WHAT YOU SHOULD DO =
Collect all lines from the records below that include the word "SettlementId".
--- RECORD EXCERPTS ---
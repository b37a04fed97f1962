//! Initial colony layout: settlements, crews, rovers, and exploration sites.

use std::collections::{HashMap, HashSet};
use std::path::Path;

use anyhow::Result;
use mars_core::agent::{AgentKind, Mind, PhysicalCondition, SkillLedger};
use mars_core::clock::MarsTime;
use mars_core::ledger::{EquipmentKind, Ledger};
use mars_core::{
    AgentId, AgentState, BuildingId, BuildingKind, BuildingState, ContainerId, Coordinates,
    Counters, EquipmentId, ExplorationSite, GameContent, GameState, Job, MalfunctionManager,
    MetaState, Placement, ResourceAmount, ResourceId, Role, SettlementId, SettlementState, SiteId,
    SkillKind, VehicleId, VehicleState,
};
use rand::{Rng, SeedableRng};
use rand_chacha::ChaCha8Rng;
use serde::Deserialize;

/// Highest skill level a new colonist can start with.
const MAX_STARTING_SKILL: u32 = 3;

const ALL_SKILLS: [SkillKind; 5] = [
    SkillKind::Mechanics,
    SkillKind::Materials,
    SkillKind::Areology,
    SkillKind::Driving,
    SkillKind::EvaOperations,
];

#[derive(Debug, Clone, Deserialize)]
pub struct WorldDef {
    pub settlements: Vec<SettlementSpec>,
    pub exploration: ExplorationSpec,
}

#[derive(Debug, Clone, Deserialize)]
pub struct SettlementSpec {
    pub name: String,
    pub lat_deg: f64,
    pub lon_deg: f64,
    pub capacity_kg: f64,
    pub stores: Vec<ResourceAmount>,
    pub buildings: Vec<BuildingSpec>,
    pub vehicles: Vec<VehicleSpec>,
    pub colonists: Vec<ColonistSpec>,
    pub robots: u32,
    pub eva_suits: u32,
}

#[derive(Debug, Clone, Deserialize)]
pub struct BuildingSpec {
    pub name: String,
    pub kind: BuildingKind,
}

#[derive(Debug, Clone, Deserialize)]
pub struct VehicleSpec {
    pub name: String,
    pub range_km: f64,
    pub fuel_per_km: f64,
    pub speed_km_per_millisol: f64,
    pub crew_capacity: u32,
    pub capacity_kg: f64,
}

#[derive(Debug, Clone, Deserialize)]
pub struct ColonistSpec {
    pub name: String,
    pub job: Job,
    pub role: Role,
}

/// Exploration sites scattered around each settlement at generation time.
#[derive(Debug, Clone, Deserialize)]
pub struct ExplorationSpec {
    pub sites_per_settlement: u32,
    pub min_distance_km: f64,
    pub max_distance_km: f64,
    pub min_value: f64,
    pub max_value: f64,
}

pub fn load_world(content_dir: &str) -> Result<WorldDef> {
    super::read_json(Path::new(content_dir), "settlements.json")
}

/// Validates a world layout against loaded content, panicking on any authoring error.
pub fn validate_world(world: &WorldDef, content: &GameContent) {
    let known: HashSet<&ResourceId> = content.resources.iter().map(|r| &r.id).collect();
    assert!(!world.settlements.is_empty(), "world has no settlements");
    for settlement in &world.settlements {
        assert!(
            settlement.capacity_kg > 0.0,
            "settlement '{}' has non-positive capacity",
            settlement.name,
        );
        let stocked: f64 = settlement.stores.iter().map(|s| s.kg).sum();
        assert!(
            stocked <= settlement.capacity_kg,
            "settlement '{}' stores {stocked} kg, over its {} kg capacity",
            settlement.name,
            settlement.capacity_kg,
        );
        for store in &settlement.stores {
            assert!(
                known.contains(&store.resource),
                "settlement '{}' store '{}' is not a known resource",
                settlement.name,
                store.resource,
            );
        }
        for vehicle in &settlement.vehicles {
            assert!(
                vehicle.range_km > 0.0 && vehicle.speed_km_per_millisol > 0.0,
                "vehicle '{}' must have positive range and speed",
                vehicle.name,
            );
            assert!(
                vehicle.crew_capacity > 0,
                "vehicle '{}' has no crew seats",
                vehicle.name,
            );
        }
    }
    let e = &world.exploration;
    assert!(
        e.min_distance_km >= 0.0 && e.min_distance_km <= e.max_distance_km,
        "exploration distance range is inverted",
    );
    assert!(
        e.min_value >= 0.0 && e.min_value <= e.max_value,
        "exploration value range is inverted",
    );
}

fn next_id(prefix: &str, counter: &mut u64) -> String {
    *counter += 1;
    format!("{prefix}_{:04}", *counter)
}

fn starting_skills(rng: &mut impl Rng) -> SkillLedger {
    let levels: Vec<(SkillKind, u32)> = ALL_SKILLS
        .iter()
        .map(|skill| (*skill, rng.gen_range(0..=MAX_STARTING_SKILL)))
        .collect();
    SkillLedger::with_levels(&levels)
}

#[derive(Default)]
struct Numbering {
    settlement: u64,
    building: u64,
    vehicle: u64,
    agent: u64,
    suit: u64,
}

fn add_settlement(
    state: &mut GameState,
    content: &GameContent,
    spec: &SettlementSpec,
    ids: &mut Numbering,
    rng: &mut impl Rng,
) -> SettlementId {
    let id = SettlementId(next_id("settlement", &mut ids.settlement));
    state.settlements.insert(
        id.clone(),
        SettlementState {
            id: id.clone(),
            name: spec.name.clone(),
            location: Coordinates::new(spec.lat_deg, spec.lon_deg),
        },
    );
    let stores = ContainerId::from(&id);
    state.ledger.add_container(stores.clone(), spec.capacity_kg);
    for item in &spec.stores {
        state.ledger.store(&stores, &item.resource, item.kg);
    }
    for _ in 0..spec.eva_suits {
        state.ledger.add_equipment(
            EquipmentId(next_id("suit", &mut ids.suit)),
            EquipmentKind::EvaSuit,
            stores.clone(),
        );
    }

    add_buildings(state, content, &id, &spec.buildings, ids);
    add_vehicles(state, content, &id, &spec.vehicles, ids);
    add_crew(state, content, &id, spec, ids, rng);
    id
}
---
RESPONSE FOR THIS EXERCISE =
    MetaState, Placement, ResourceAmount, ResourceId, Role, SettlementId, SettlementState, SiteId,
) -> SettlementId {
    let id = SettlementId(next_id("settlement", &mut ids.settlement));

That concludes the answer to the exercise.